The full set of records is to be reproduced verbatim.

Start of Data provided

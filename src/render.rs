/*
 *  Agon - Discord bot for running team tournaments inside Discord servers.
 *  Copyright (C) 2026  The Agon developers
 *
 *  This program is free software: you can redistribute it and/or modify
 *  it under the terms of the GNU General Public License as published by
 *  the Free Software Foundation, either version 3 of the License, or
 *  (at your option) any later version.
 *
 *  This program is distributed in the hope that it will be useful,
 *  but WITHOUT ANY WARRANTY; without even the implied warranty of
 *  MERCHANTABILITY or FITNESS FOR A PARTICULAR PURPOSE.  See the
 *  GNU General Public License for more details.
 *
 *  You should have received a copy of the GNU General Public License
 *  along with this program.  If not, see <https://www.gnu.org/licenses/>.
 */
use crate::bracket::{Bracket, MatchStatus};
use crate::tournament::Tournament;
use serenity::all::{Colour, CreateEmbed, CreateEmbedFooter};

/*
 * The bracket view: one embed, one field per round. Losers are struck
 * through, pending pairings shown as-is, and the champion line fills in once
 * the final is scored. The view message is replaced on every refresh.
 */

/**
 * Builds the (title, body) sections of the bracket view, one per round.
 *
 * Before any match exists, a single section lists the seeded team order.
 */
pub fn overview_sections(bracket: &Bracket) -> Vec<(String, String)> {
    if bracket.matches().is_empty() {
        let body = bracket
            .seeds()
            .iter()
            .enumerate()
            .map(|(i, name)| format!("`{:2}.` {}", i + 1, name))
            .collect::<Vec<_>>()
            .join("\n");

        return vec![(String::from("Seeds"), body)];
    }

    let mut sections = Vec::with_capacity(bracket.current_round() as usize);
    for round in 1..=bracket.current_round() {
        let lines = bracket
            .round_matches(round)
            .iter()
            .map(|m| match m.status() {
                MatchStatus::Completed => {
                    let winner = m
                        .winner()
                        .as_ref()
                        .expect("[render] A completed match has no winner.");
                    let loser = m
                        .loser()
                        .expect("[render] A completed match has no loser.");
                    format!("Match {}: **{}** def. ~~{}~~", m.id(), winner, loser)
                }
                MatchStatus::Pending => {
                    format!("Match {}: {} vs {}", m.id(), m.team_a(), m.team_b())
                }
            })
            .collect::<Vec<_>>()
            .join("\n");

        sections.push((format!("Round {}", round), lines));
    }

    // Push known winners into the next column before the round completes,
    // the way the bracket fills in slot by slot.
    let round = bracket.current_round();
    if round > 0 && !bracket.round_complete(round) {
        if let Some(slots) = bracket.advancing_by_round().last() {
            if slots.len() > 1 && slots.iter().any(Option::is_some) {
                let body = slots
                    .iter()
                    .map(|slot| slot.as_deref().unwrap_or("*?*").to_string())
                    .collect::<Vec<_>>()
                    .join(" · ");
                sections.push((String::from("Advancing"), body));
            }
        }
    }

    sections
}

/**
 * The champion line shown under the rounds.
 */
pub fn champion_line(bracket: &Bracket) -> String {
    match bracket.champion() {
        Some(champion) => format!("🏆 Champion: **{}**", champion),
        None => String::from("🏆 Champion: *TBD*"),
    }
}

/**
 * Builds the full bracket view embed for a tournament.
 */
pub fn bracket_embed(bracket: &Bracket, t: &Tournament) -> CreateEmbed {
    let mut embed = CreateEmbed::new()
        .title(format!("🧾 {} — Bracket", t.name()))
        .description(format!(
            "**{}** teams — {}, Best-of-{}",
            bracket.seeds().len(),
            t.bracket_type(),
            t.best_of()
        ))
        .colour(Colour::from_rgb(201, 0, 43))
        .footer(CreateEmbedFooter::new(champion_line(bracket)));

    for (title, body) in overview_sections(bracket) {
        embed = embed.field(title, body, false);
    }

    embed
}

#[cfg(test)]
mod tests {
    use super::*;
    use serenity::all::GuildId;

    fn names(names: &[&str]) -> Vec<String> {
        names.iter().map(|n| n.to_string()).collect()
    }

    #[test]
    fn seeds_are_listed_before_matches_exist() {
        let bracket = Bracket::new(GuildId::new(1), names(&["a", "b", "c", "d"]));
        let sections = overview_sections(&bracket);

        assert_eq!(sections.len(), 1);
        assert_eq!(sections[0].0, "Seeds");
        assert!(sections[0].1.contains("` 1.` a"));
        assert!(sections[0].1.contains("` 4.` d"));
    }

    #[test]
    fn pending_matches_show_both_teams() {
        let mut bracket = Bracket::new(GuildId::new(1), names(&["a", "b"]));
        let seeds = bracket.seeds().clone();
        bracket.add_round(1, &seeds);

        let sections = overview_sections(&bracket);
        assert_eq!(sections.len(), 1);
        assert_eq!(sections[0].0, "Round 1");
        assert_eq!(sections[0].1, "Match 1: a vs b");
    }

    #[test]
    fn completed_matches_strike_the_loser() {
        let mut bracket = Bracket::new(GuildId::new(1), names(&["a", "b"]));
        let seeds = bracket.seeds().clone();
        bracket.add_round(1, &seeds);
        bracket.record_result(1, 0, 2).unwrap();

        let sections = overview_sections(&bracket);
        assert_eq!(sections[0].1, "Match 1: **b** def. ~~a~~");
    }

    #[test]
    fn partial_rounds_preview_the_advancing_teams() {
        let mut bracket = Bracket::new(GuildId::new(1), names(&["a", "b", "c", "d"]));
        let seeds = bracket.seeds().clone();
        bracket.add_round(1, &seeds);
        bracket.record_result(1, 2, 0).unwrap();

        let sections = overview_sections(&bracket);
        assert_eq!(sections.len(), 2);
        assert_eq!(sections[1].0, "Advancing");
        assert_eq!(sections[1].1, "a · *?*");
    }

    #[test]
    fn champion_line_fills_in_after_the_final() {
        let mut bracket = Bracket::new(GuildId::new(1), names(&["a", "b"]));
        let seeds = bracket.seeds().clone();
        bracket.add_round(1, &seeds);

        assert_eq!(champion_line(&bracket), "🏆 Champion: *TBD*");

        bracket.record_result(1, 2, 1).unwrap();
        assert_eq!(champion_line(&bracket), "🏆 Champion: **a**");
    }
}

End of Data provided

Answer box:
filename src/render.rs
/*
 *  Agon - Discord bot for running team tournaments inside Discord servers.
 *  Copyright (C) 2026  The Agon developers
 *
 *  This program is free software: you can redistribute it and/or modify
 *  it under the terms of the GNU General Public License as published by
 *  the Free Software Foundation, either version 3 of the License, or
 *  (at your option) any later version.
 *
 *  This program is distributed in the hope that it will be useful,
 *  but WITHOUT ANY WARRANTY; without even the implied warranty of
 *  MERCHANTABILITY or FITNESS FOR A PARTICULAR PURPOSE.  See the
 *  GNU General Public License for more details.
 *
 *  You should have received a copy of the GNU General Public License
 *  along with this program.  If not, see <https://www.gnu.org/licenses/>.
 */
use crate::bracket::{Bracket, MatchStatus};
use crate::tournament::Tournament;
use serenity::all::{Colour, CreateEmbed, CreateEmbedFooter};

/*
 * The bracket view: one embed, one field per round. Losers are struck
 * through, pending pairings shown as-is, and the champion line fills in once
 * the final is scored. The view message is replaced on every refresh.
 */

/**
 * Builds the (title, body) sections of the bracket view, one per round.
 *
 * Before any match exists, a single section lists the seeded team order.
 */
pub fn overview_sections(bracket: &Bracket) -> Vec<(String, String)> {
    if bracket.matches().is_empty() {
        let body = bracket
            .seeds()
            .iter()
            .enumerate()
            .map(|(i, name)| format!("`{:2}.` {}", i + 1, name))
            .collect::<Vec<_>>()
            .join("\n");

        return vec![(String::from("Seeds"), body)];
    }

    let mut sections = Vec::with_capacity(bracket.current_round() as usize);
    for round in 1..=bracket.current_round() {
        let lines = bracket
            .round_matches(round)
            .iter()
            .map(|m| match m.status() {
                MatchStatus::Completed => {
                    let winner = m
                        .winner()
                        .as_ref()
                        .expect("[render] A completed match has no winner.");
                    let loser = m
                        .loser()
                        .expect("[render] A completed match has no loser.");
                    format!("Match {}: **{}** def. ~~{}~~", m.id(), winner, loser)
                }
                MatchStatus::Pending => {
                    format!("Match {}: {} vs {}", m.id(), m.team_a(), m.team_b())
                }
            })
            .collect::<Vec<_>>()
            .join("\n");

        sections.push((format!("Round {}", round), lines));
    }

    // Push known winners into the next column before the round completes,
    // the way the bracket fills in slot by slot.
    let round = bracket.current_round();
    if round > 0 && !bracket.round_complete(round) {
        if let Some(slots) = bracket.advancing_by_round().last() {
            if slots.len() > 1 && slots.iter().any(Option::is_some) {
                let body = slots
                    .iter()
                    .map(|slot| slot.as_deref().unwrap_or("*?*").to_string())
                    .collect::<Vec<_>>()
                    .join(" · ");
                sections.push((String::from("Advancing"), body));
            }
        }
    }

    sections
}

/**
 * The champion line shown under the rounds.
 */
pub fn champion_line(bracket: &Bracket) -> String {
    match bracket.champion() {
        Some(champion) => format!("🏆 Champion: **{}**", champion),
        None => String::from("🏆 Champion: *TBD*"),
    }
}

/**
 * Builds the full bracket view embed for a tournament.
 */
pub fn bracket_embed(bracket: &Bracket, t: &Tournament) -> CreateEmbed {
    let mut embed = CreateEmbed::new()
        .title(format!("🧾 {} — Bracket", t.name()))
        .description(format!(
            "**{}** teams — {}, Best-of-{}",
            bracket.seeds().len(),
            t.bracket_type(),
            t.best_of()
        ))
        .colour(Colour::from_rgb(201, 0, 43))
        .footer(CreateEmbedFooter::new(champion_line(bracket)));

    for (title, body) in overview_sections(bracket) {
        embed = embed.field(title, body, false);
    }

    embed
}

#[cfg(test)]
mod tests {
    use super::*;
    use serenity::all::GuildId;

    fn names(names: &[&str]) -> Vec<String> {
        names.iter().map(|n| n.to_string()).collect()
    }

    #[test]
    fn seeds_are_listed_before_matches_exist() {
        let bracket = Bracket::new(GuildId::new(1), names(&["a", "b", "c", "d"]));
        let sections = overview_sections(&bracket);

        assert_eq!(sections.len(), 1);
        assert_eq!(sections[0].0, "Seeds");
        assert!(sections[0].1.contains("` 1.` a"));
        assert!(sections[0].1.contains("` 4.` d"));
    }

    #[test]
    fn pending_matches_show_both_teams() {
        let mut bracket = Bracket::new(GuildId::new(1), names(&["a", "b"]));
        let seeds = bracket.seeds().clone();
        bracket.add_round(1, &seeds);

        let sections = overview_sections(&bracket);
        assert_eq!(sections.len(), 1);
        assert_eq!(sections[0].0, "Round 1");
        assert_eq!(sections[0].1, "Match 1: a vs b");
    }

    #[test]
    fn completed_matches_strike_the_loser() {
        let mut bracket = Bracket::new(GuildId::new(1), names(&["a", "b"]));
        let seeds = bracket.seeds().clone();
        bracket.add_round(1, &seeds);
        bracket.record_result(1, 0, 2).unwrap();

        let sections = overview_sections(&bracket);
        assert_eq!(sections[0].1, "Match 1: **b** def. ~~a~~");
    }

    #[test]
    fn partial_rounds_preview_the_advancing_teams() {
        let mut bracket = Bracket::new(GuildId::new(1), names(&["a", "b", "c", "d"]));
        let seeds = bracket.seeds().clone();
        bracket.add_round(1, &seeds);
        bracket.record_result(1, 2, 0).unwrap();

        let sections = overview_sections(&bracket);
        assert_eq!(sections.len(), 2);
        assert_eq!(sections[1].0, "Advancing");
        assert_eq!(sections[1].1, "a · *?*");
    }

    #[test]
    fn champion_line_fills_in_after_the_final() {
        let mut bracket = Bracket::new(GuildId::new(1), names(&["a", "b"]));
        let seeds = bracket.seeds().clone();
        bracket.add_round(1, &seeds);

        assert_eq!(champion_line(&bracket), "🏆 Champion: *TBD*");

        bracket.record_result(1, 2, 1).unwrap();
        assert_eq!(champion_line(&bracket), "🏆 Champion: **a**");
    }
}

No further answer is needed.